* [TASK TO COMPLETE]
Say how many lines of the material include "degrees". Give the number without any other text.

* [PROVIDED RECORDS]
------------------------------------------------

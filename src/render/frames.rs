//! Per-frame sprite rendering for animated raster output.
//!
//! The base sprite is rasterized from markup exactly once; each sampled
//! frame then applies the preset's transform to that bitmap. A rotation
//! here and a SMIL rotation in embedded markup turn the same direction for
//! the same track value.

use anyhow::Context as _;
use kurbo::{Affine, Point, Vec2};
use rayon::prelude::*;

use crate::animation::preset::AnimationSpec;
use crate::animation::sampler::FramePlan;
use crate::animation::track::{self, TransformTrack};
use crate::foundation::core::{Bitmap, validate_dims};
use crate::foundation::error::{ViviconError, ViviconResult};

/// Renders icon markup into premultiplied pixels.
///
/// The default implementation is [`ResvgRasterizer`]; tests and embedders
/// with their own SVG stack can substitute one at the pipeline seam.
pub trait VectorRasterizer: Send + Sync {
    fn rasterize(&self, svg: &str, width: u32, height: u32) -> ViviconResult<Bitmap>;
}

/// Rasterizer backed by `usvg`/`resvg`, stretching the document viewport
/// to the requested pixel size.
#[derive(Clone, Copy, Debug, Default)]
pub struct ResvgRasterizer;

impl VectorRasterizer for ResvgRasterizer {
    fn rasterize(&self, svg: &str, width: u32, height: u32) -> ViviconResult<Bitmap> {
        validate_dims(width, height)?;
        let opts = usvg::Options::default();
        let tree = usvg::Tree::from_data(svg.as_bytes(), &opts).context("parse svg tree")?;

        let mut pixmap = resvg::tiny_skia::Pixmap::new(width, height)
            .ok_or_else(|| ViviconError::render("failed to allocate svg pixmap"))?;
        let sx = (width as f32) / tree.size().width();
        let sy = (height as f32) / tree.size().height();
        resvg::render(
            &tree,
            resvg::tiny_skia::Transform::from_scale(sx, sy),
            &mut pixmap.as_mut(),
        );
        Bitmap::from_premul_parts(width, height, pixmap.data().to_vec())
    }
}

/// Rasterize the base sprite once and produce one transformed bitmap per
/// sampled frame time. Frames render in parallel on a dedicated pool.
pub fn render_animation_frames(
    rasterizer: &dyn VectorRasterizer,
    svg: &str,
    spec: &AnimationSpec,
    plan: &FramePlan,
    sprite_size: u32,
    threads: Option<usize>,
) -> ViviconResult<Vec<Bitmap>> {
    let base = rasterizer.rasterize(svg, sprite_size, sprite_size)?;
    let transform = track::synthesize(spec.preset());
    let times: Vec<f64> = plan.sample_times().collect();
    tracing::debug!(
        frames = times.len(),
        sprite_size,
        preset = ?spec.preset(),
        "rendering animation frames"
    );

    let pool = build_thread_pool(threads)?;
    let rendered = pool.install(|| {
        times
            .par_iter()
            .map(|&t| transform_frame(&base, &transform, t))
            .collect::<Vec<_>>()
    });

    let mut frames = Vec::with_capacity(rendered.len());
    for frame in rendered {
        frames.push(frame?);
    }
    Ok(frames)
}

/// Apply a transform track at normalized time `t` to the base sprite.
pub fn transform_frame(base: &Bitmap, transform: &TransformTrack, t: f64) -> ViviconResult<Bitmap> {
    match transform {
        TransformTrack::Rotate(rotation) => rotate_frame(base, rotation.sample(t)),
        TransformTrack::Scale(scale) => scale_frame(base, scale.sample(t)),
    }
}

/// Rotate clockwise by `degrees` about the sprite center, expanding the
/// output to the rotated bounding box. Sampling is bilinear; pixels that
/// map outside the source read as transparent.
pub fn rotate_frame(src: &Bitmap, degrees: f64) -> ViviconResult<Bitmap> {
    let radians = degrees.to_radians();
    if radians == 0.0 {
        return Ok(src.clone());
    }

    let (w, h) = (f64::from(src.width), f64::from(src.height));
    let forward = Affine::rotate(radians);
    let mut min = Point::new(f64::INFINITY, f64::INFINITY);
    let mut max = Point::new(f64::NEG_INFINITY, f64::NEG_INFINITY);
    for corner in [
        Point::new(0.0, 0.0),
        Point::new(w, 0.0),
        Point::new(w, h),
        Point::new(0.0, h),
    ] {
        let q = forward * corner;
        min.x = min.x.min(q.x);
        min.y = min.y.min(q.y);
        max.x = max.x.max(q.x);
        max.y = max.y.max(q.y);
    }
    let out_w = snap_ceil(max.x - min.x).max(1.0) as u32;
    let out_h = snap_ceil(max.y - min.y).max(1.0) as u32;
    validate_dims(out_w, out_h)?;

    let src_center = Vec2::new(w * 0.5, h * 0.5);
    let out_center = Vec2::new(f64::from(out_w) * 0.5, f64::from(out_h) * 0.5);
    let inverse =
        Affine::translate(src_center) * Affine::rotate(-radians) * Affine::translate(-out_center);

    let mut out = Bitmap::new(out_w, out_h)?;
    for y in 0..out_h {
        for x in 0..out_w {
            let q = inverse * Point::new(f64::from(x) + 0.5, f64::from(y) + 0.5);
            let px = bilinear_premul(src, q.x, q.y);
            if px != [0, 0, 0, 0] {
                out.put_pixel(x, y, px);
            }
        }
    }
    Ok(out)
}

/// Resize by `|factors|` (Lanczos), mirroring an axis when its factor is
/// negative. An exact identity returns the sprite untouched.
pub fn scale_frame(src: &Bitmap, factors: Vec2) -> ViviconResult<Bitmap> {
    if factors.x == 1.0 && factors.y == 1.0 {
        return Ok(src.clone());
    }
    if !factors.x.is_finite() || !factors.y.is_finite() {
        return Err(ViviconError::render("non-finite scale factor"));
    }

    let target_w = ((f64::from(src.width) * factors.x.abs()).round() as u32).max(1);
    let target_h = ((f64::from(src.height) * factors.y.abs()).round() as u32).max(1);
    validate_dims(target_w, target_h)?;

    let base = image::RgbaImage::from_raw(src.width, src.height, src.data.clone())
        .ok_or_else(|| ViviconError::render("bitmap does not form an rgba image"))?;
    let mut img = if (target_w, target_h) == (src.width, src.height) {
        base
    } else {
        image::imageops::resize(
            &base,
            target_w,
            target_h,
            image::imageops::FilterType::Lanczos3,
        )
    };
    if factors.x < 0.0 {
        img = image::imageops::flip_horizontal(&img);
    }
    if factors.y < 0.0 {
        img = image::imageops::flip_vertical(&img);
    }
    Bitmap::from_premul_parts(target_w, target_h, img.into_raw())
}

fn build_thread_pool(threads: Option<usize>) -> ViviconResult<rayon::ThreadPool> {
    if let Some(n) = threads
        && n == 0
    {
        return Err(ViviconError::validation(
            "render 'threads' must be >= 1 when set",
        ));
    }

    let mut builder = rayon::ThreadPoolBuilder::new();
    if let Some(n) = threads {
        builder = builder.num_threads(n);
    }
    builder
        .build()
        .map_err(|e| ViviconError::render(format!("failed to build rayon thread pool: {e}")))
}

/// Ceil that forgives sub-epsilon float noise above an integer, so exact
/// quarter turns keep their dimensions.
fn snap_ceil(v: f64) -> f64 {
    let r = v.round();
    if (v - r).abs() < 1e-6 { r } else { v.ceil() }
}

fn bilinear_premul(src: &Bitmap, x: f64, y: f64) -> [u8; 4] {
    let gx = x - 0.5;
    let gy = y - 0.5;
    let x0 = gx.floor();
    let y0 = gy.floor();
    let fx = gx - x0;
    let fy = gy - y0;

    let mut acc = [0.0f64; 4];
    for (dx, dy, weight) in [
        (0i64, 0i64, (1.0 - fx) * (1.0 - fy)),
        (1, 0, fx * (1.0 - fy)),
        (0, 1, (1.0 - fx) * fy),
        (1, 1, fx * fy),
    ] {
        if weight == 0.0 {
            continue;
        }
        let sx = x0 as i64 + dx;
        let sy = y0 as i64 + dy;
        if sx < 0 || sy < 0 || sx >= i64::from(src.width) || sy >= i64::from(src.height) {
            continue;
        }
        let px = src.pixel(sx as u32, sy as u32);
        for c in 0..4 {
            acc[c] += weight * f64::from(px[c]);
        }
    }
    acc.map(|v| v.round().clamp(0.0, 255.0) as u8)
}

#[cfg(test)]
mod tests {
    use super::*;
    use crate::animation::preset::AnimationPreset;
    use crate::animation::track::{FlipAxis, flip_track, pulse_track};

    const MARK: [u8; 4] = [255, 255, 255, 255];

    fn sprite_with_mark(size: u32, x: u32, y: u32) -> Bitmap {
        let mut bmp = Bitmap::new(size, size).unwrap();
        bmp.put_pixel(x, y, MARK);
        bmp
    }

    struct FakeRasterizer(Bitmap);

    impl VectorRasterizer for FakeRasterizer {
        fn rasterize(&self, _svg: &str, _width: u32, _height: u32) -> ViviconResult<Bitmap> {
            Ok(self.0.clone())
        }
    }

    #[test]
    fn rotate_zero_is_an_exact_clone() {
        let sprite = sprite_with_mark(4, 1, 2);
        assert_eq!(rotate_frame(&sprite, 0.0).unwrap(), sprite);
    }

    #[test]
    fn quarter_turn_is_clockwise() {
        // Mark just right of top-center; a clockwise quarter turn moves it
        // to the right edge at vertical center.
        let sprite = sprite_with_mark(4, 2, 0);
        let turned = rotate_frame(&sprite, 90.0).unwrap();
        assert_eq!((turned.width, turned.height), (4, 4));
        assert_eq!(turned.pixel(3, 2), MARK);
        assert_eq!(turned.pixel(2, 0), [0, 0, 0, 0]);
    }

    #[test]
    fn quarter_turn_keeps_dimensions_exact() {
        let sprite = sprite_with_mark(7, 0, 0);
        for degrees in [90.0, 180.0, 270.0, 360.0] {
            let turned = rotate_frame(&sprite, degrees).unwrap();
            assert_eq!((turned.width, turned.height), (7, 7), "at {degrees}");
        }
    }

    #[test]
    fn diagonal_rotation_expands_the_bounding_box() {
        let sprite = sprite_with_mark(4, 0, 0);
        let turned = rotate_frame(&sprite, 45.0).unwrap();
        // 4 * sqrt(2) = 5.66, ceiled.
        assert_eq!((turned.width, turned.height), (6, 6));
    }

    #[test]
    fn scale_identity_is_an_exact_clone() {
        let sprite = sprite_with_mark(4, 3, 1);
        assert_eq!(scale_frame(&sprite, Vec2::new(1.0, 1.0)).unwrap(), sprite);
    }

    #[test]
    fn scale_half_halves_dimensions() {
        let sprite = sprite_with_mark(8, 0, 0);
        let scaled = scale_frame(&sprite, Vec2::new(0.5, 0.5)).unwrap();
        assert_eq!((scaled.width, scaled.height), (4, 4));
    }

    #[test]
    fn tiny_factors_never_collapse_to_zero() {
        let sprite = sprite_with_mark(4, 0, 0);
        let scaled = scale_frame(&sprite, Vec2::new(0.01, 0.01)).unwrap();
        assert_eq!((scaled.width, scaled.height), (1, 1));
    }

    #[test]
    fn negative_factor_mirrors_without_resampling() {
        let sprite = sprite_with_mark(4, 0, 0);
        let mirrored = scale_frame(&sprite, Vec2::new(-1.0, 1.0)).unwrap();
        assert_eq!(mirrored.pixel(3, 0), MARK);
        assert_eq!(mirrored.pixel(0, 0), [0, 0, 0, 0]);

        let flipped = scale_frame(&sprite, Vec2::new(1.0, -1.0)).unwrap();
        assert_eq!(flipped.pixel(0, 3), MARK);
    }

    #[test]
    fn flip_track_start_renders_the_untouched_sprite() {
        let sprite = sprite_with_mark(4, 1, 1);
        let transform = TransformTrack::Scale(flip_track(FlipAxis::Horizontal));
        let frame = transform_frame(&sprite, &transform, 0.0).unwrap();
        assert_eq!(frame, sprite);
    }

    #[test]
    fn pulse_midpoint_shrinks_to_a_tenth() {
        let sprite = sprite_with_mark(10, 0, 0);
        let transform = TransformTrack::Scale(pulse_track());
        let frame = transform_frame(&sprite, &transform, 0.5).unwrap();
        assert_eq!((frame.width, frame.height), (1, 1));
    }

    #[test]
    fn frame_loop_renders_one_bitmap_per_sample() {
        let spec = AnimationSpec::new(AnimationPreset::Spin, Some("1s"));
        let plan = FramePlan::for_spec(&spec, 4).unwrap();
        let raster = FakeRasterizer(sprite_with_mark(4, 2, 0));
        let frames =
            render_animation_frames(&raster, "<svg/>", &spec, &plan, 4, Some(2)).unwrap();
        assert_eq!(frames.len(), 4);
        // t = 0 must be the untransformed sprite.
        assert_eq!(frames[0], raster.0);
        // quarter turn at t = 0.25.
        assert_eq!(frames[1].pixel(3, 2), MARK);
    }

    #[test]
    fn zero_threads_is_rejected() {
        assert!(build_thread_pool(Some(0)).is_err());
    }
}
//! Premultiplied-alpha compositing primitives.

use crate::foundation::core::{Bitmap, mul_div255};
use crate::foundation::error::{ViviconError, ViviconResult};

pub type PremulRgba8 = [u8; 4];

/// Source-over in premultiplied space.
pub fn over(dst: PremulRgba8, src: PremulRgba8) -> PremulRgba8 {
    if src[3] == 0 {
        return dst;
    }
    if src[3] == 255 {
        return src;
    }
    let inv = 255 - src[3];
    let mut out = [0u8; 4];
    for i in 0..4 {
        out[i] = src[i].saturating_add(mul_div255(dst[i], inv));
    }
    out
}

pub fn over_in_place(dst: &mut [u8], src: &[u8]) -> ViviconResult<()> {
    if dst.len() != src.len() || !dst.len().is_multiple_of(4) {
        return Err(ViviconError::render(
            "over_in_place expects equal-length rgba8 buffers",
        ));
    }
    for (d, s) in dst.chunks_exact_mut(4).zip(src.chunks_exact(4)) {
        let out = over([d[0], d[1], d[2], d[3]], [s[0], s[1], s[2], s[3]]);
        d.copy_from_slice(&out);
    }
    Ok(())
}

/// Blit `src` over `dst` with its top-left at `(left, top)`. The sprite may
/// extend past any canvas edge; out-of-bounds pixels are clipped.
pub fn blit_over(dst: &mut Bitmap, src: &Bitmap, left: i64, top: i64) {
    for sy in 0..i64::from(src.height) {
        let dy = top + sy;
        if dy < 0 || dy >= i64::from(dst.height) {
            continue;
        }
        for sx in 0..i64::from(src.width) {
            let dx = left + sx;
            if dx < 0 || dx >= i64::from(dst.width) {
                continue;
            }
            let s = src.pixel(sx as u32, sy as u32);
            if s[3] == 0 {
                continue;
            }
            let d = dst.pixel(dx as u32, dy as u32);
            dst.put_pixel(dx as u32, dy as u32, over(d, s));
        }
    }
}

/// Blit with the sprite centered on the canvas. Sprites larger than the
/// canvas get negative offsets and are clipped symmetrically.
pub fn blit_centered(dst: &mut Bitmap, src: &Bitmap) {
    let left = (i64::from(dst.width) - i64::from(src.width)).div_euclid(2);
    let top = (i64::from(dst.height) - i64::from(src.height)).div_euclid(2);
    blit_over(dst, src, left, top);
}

------------------------------------------------

* [FINISHED TASK]
6